Go through the records and count the lines where the string "denom" occurs. Reply with the number only.
Dataset extract START
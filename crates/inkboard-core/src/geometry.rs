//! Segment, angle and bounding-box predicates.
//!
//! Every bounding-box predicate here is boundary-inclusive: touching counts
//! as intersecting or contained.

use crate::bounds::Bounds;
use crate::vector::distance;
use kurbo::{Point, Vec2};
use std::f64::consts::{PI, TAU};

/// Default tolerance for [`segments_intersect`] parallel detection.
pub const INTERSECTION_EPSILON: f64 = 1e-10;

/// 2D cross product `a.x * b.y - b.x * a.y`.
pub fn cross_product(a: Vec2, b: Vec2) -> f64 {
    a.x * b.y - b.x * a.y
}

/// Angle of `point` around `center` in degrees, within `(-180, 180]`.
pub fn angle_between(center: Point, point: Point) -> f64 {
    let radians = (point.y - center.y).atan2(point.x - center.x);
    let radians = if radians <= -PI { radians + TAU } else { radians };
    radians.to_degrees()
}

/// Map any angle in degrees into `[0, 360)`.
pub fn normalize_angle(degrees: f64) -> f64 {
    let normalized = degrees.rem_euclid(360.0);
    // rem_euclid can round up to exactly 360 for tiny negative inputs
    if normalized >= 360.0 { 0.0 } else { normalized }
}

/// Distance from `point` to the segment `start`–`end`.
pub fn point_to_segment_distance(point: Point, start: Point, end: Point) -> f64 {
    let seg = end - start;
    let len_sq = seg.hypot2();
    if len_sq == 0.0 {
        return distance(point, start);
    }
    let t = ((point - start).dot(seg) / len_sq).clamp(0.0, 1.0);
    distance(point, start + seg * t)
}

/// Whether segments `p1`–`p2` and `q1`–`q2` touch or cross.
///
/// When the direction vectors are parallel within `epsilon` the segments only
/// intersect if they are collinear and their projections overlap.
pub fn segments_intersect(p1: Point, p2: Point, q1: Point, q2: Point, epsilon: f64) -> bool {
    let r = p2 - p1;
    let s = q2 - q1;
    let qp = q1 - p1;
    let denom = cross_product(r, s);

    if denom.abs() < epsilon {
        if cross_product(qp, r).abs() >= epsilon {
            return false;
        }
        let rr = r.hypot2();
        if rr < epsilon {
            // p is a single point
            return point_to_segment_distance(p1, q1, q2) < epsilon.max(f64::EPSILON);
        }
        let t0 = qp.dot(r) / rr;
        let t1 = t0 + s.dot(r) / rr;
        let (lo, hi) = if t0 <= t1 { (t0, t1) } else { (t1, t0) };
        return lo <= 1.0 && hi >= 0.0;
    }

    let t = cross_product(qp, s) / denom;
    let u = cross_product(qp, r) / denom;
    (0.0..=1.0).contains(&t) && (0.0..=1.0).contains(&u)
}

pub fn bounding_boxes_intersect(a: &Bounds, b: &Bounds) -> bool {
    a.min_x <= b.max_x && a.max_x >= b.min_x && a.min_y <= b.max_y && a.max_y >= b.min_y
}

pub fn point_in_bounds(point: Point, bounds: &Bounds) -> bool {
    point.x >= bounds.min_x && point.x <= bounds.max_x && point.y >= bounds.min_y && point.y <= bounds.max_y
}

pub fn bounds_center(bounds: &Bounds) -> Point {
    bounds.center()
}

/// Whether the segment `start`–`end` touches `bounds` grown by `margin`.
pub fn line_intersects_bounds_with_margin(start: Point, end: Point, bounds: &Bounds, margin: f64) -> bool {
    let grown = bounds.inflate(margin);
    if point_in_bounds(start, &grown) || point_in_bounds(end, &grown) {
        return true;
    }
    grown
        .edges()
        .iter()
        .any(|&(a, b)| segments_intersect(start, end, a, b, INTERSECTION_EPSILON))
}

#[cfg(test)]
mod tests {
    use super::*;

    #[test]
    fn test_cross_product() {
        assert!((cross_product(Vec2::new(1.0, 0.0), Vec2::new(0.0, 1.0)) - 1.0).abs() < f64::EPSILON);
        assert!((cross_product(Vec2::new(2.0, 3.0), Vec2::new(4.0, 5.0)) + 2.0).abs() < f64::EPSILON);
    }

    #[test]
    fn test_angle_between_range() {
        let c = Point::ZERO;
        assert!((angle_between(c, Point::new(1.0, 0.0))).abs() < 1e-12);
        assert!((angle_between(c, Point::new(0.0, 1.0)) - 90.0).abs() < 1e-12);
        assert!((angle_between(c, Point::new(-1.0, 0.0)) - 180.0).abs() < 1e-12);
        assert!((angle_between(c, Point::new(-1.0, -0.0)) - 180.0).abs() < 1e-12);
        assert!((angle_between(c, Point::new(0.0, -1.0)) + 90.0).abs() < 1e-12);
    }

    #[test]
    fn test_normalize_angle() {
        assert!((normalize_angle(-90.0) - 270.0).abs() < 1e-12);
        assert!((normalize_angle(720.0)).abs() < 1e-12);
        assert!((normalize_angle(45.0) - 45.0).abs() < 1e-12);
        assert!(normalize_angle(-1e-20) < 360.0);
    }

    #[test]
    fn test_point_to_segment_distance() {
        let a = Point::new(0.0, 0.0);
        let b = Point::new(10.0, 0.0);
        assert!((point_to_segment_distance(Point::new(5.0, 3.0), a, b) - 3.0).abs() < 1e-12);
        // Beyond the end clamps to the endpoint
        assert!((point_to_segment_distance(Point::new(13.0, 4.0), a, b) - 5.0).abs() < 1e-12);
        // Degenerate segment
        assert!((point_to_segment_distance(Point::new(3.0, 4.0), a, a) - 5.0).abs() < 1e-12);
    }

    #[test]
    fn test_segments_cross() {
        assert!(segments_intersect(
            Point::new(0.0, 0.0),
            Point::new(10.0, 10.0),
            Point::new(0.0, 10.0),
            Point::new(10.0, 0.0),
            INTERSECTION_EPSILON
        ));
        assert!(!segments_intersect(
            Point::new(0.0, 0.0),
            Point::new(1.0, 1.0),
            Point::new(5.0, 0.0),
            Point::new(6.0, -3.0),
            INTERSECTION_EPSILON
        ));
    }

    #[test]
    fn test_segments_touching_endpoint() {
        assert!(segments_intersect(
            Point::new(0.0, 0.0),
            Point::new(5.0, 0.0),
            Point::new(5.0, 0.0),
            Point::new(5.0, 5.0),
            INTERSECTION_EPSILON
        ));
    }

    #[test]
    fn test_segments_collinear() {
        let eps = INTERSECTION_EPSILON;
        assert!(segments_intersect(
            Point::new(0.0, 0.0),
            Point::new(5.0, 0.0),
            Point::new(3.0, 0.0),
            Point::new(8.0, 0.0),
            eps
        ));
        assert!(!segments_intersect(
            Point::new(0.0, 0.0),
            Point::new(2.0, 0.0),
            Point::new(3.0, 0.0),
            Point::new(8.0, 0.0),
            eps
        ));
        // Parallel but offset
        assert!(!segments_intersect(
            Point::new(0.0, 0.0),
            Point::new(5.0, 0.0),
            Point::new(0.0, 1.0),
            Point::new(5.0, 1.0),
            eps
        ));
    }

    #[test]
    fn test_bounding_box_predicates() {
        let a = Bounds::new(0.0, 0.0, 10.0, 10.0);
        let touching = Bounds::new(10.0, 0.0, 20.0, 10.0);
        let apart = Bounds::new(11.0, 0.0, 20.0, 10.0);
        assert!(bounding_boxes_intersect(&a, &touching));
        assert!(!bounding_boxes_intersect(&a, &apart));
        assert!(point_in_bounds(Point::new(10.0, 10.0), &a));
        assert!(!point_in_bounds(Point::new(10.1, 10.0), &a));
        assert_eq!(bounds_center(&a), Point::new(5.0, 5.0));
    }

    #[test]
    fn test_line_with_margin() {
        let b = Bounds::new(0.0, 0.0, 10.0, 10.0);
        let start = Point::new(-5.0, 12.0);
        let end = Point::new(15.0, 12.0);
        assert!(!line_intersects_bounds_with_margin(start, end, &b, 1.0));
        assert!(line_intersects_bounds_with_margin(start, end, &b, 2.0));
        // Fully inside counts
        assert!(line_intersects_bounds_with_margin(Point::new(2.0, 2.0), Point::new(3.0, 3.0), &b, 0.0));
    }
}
Dataset extract END
> Response for this exercise: 4